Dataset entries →
* * * * * * * * *

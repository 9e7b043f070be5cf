//! Links that carry encoded frames to panels.
//!
//! ## Sub-modules
//!
//! | Module   | Purpose                                              |
//! |----------|------------------------------------------------------|
//! | `udp`    | One persistent connected datagram socket             |
//! | `tcp`    | A fresh stream per frame, closed after every write   |
//! | `serial` | Persistent RS-485 byte stream at a fixed baud rate   |
//!
//! Every variant implements [`Transport`]. [`Client`] is the tagged
//! union a [`Display`](crate::Display) holds, so the set of links is
//! closed and dispatch is a plain `match`.

pub mod serial;
pub mod tcp;
pub mod udp;

use std::fmt;

use async_trait::async_trait;
use serde::{Deserialize, Serialize};

use crate::error::TransportError;
use crate::frame::Frame;

pub use serial::{SERIAL_BAUD, SerialClient};
pub use tcp::TcpClient;
pub use udp::UdpClient;

// ── Transport ────────────────────────────────────────────────────

/// Common contract of every link.
#[async_trait]
pub trait Transport: Send {
    /// Acquire the underlying socket or device.
    async fn open(&mut self) -> Result<(), TransportError>;

    /// Release the underlying socket or device.
    async fn close(&mut self) -> Result<(), TransportError>;

    /// Frame `data` for `address` and transmit it.
    async fn send(&mut self, address: u8, data: &[u8], refresh: bool)
    -> Result<(), TransportError>;

    /// Which kind of link this is.
    fn kind(&self) -> ChannelKind;
}

/// Frame a panel payload, mapping an unsupported length to a transport
/// error.
pub(crate) fn format_message(
    address: u8,
    data: &[u8],
    refresh: bool,
) -> Result<Vec<u8>, TransportError> {
    Frame::new(address, data.to_vec(), refresh)
        .map(|f| f.to_bytes())
        .map_err(|_| TransportError::Encode(data.len()))
}

// ── ChannelKind ──────────────────────────────────────────────────

/// The three supported link types.
#[derive(Debug, Clone, Copy, PartialEq, Eq, Hash, Default, Serialize, Deserialize)]
#[serde(rename_all = "lowercase")]
pub enum ChannelKind {
    #[default]
    Udp,
    Tcp,
    Serial,
}

impl fmt::Display for ChannelKind {
    fn fmt(&self, f: &mut fmt::Formatter<'_>) -> fmt::Result {
        match self {
            ChannelKind::Udp => write!(f, "udp"),
            ChannelKind::Tcp => write!(f, "tcp"),
            ChannelKind::Serial => write!(f, "serial"),
        }
    }
}

impl std::str::FromStr for ChannelKind {
    type Err = String;

    /// Accepts `udp`, `tcp` and `serial`, with `usb` and `rs485` as
    /// aliases for serial.
    fn from_str(s: &str) -> Result<Self, Self::Err> {
        match s.to_ascii_lowercase().as_str() {
            "udp" => Ok(ChannelKind::Udp),
            "tcp" => Ok(ChannelKind::Tcp),
            "serial" | "usb" | "rs485" => Ok(ChannelKind::Serial),
            other => Err(format!("unknown protocol '{other}' (expected udp, tcp or serial)")),
        }
    }
}

// ── Endpoint ─────────────────────────────────────────────────────

/// Where a client connects: host and port for sockets, device path for
/// serial.
#[derive(Debug, Clone, PartialEq, Eq, Serialize, Deserialize)]
#[serde(default)]
pub struct Endpoint {
    pub protocol: ChannelKind,
    pub host: String,
    pub port: u16,
    pub device: String,
}

impl Default for Endpoint {
    fn default() -> Self {
        Self {
            protocol: ChannelKind::Udp,
            host: "localhost".into(),
            port: 5000,
            device: "/dev/ttyUSB0".into(),
        }
    }
}

impl Endpoint {
    /// Build an unopened client for this endpoint.
    pub fn client(&self) -> Client {
        match self.protocol {
            ChannelKind::Udp => Client::Udp(UdpClient::new(&self.host, self.port)),
            ChannelKind::Tcp => Client::Tcp(TcpClient::new(&self.host, self.port)),
            ChannelKind::Serial => Client::Serial(SerialClient::new(&self.device)),
        }
    }
}

impl fmt::Display for Endpoint {
    fn fmt(&self, f: &mut fmt::Formatter<'_>) -> fmt::Result {
        match self.protocol {
            ChannelKind::Serial => write!(f, "serial:{}", self.device),
            kind => write!(f, "{kind}://{}:{}", self.host, self.port),
        }
    }
}

// ── Client ───────────────────────────────────────────────────────

/// One concrete link.
#[derive(Debug)]
pub enum Client {
    Udp(UdpClient),
    Tcp(TcpClient),
    Serial(SerialClient),
}

#[async_trait]
impl Transport for Client {
    async fn open(&mut self) -> Result<(), TransportError> {
        match self {
            Client::Udp(c) => c.open().await,
            Client::Tcp(c) => c.open().await,
            Client::Serial(c) => c.open().await,
        }
    }

    async fn close(&mut self) -> Result<(), TransportError> {
        match self {
            Client::Udp(c) => c.close().await,
            Client::Tcp(c) => c.close().await,
            Client::Serial(c) => c.close().await,
        }
    }

    async fn send(
        &mut self,
        address: u8,
        data: &[u8],
        refresh: bool,
    ) -> Result<(), TransportError> {
        match self {
            Client::Udp(c) => c.send(address, data, refresh).await,
            Client::Tcp(c) => c.send(address, data, refresh).await,
            Client::Serial(c) => c.send(address, data, refresh).await,
        }
    }

    fn kind(&self) -> ChannelKind {
        match self {
            Client::Udp(_) => ChannelKind::Udp,
            Client::Tcp(_) => ChannelKind::Tcp,
            Client::Serial(_) => ChannelKind::Serial,
        }
    }
}

impl From<UdpClient> for Client {
    fn from(c: UdpClient) -> Self {
        Client::Udp(c)
    }
}

impl From<TcpClient> for Client {
    fn from(c: TcpClient) -> Self {
        Client::Tcp(c)
    }
}

impl From<SerialClient> for Client {
    fn from(c: SerialClient) -> Self {
        Client::Serial(c)
    }
}

#[cfg(test)]
mod tests {
    use super::*;

    #[test]
    fn format_message_frames_payload() {
        let bytes = format_message(1, &[0x7F; 28], true).unwrap();
        assert_eq!(bytes.len(), 32);
        assert_eq!(bytes[1], 0x84);
        assert!(matches!(
            format_message(1, &[0; 5], true),
            Err(TransportError::Encode(5))
        ));
    }

    #[test]
    fn endpoint_builds_matching_client() {
        let mut ep = Endpoint::default();
        assert_eq!(ep.client().kind(), ChannelKind::Udp);
        ep.protocol = ChannelKind::Tcp;
        assert_eq!(ep.client().kind(), ChannelKind::Tcp);
        ep.protocol = ChannelKind::Serial;
        assert_eq!(ep.client().kind(), ChannelKind::Serial);
        assert_eq!(ep.to_string(), "serial:/dev/ttyUSB0");
    }

    #[test]
    fn channel_kind_parses_aliases() {
        assert_eq!("UDP".parse::<ChannelKind>(), Ok(ChannelKind::Udp));
        assert_eq!("usb".parse::<ChannelKind>(), Ok(ChannelKind::Serial));
        assert!("carrier-pigeon".parse::<ChannelKind>().is_err());
    }

    #[test]
    fn channel_kind_serde_lowercase() {
        #[derive(Deserialize)]
        struct Wrap {
            protocol: ChannelKind,
        }
        let w: Wrap = serde_json::from_str(r#"{"protocol":"tcp"}"#).unwrap();
        assert_eq!(w.protocol, ChannelKind::Tcp);
    }
}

* * * * * * * * *

EXERCISE → In the records above, each line with the string "Display" should be copied.

WRITTEN REPLY →
//! union a [`Display`](crate::Display) holds, so the set of links is
impl fmt::Display for ChannelKind {
impl fmt::Display for Endpoint {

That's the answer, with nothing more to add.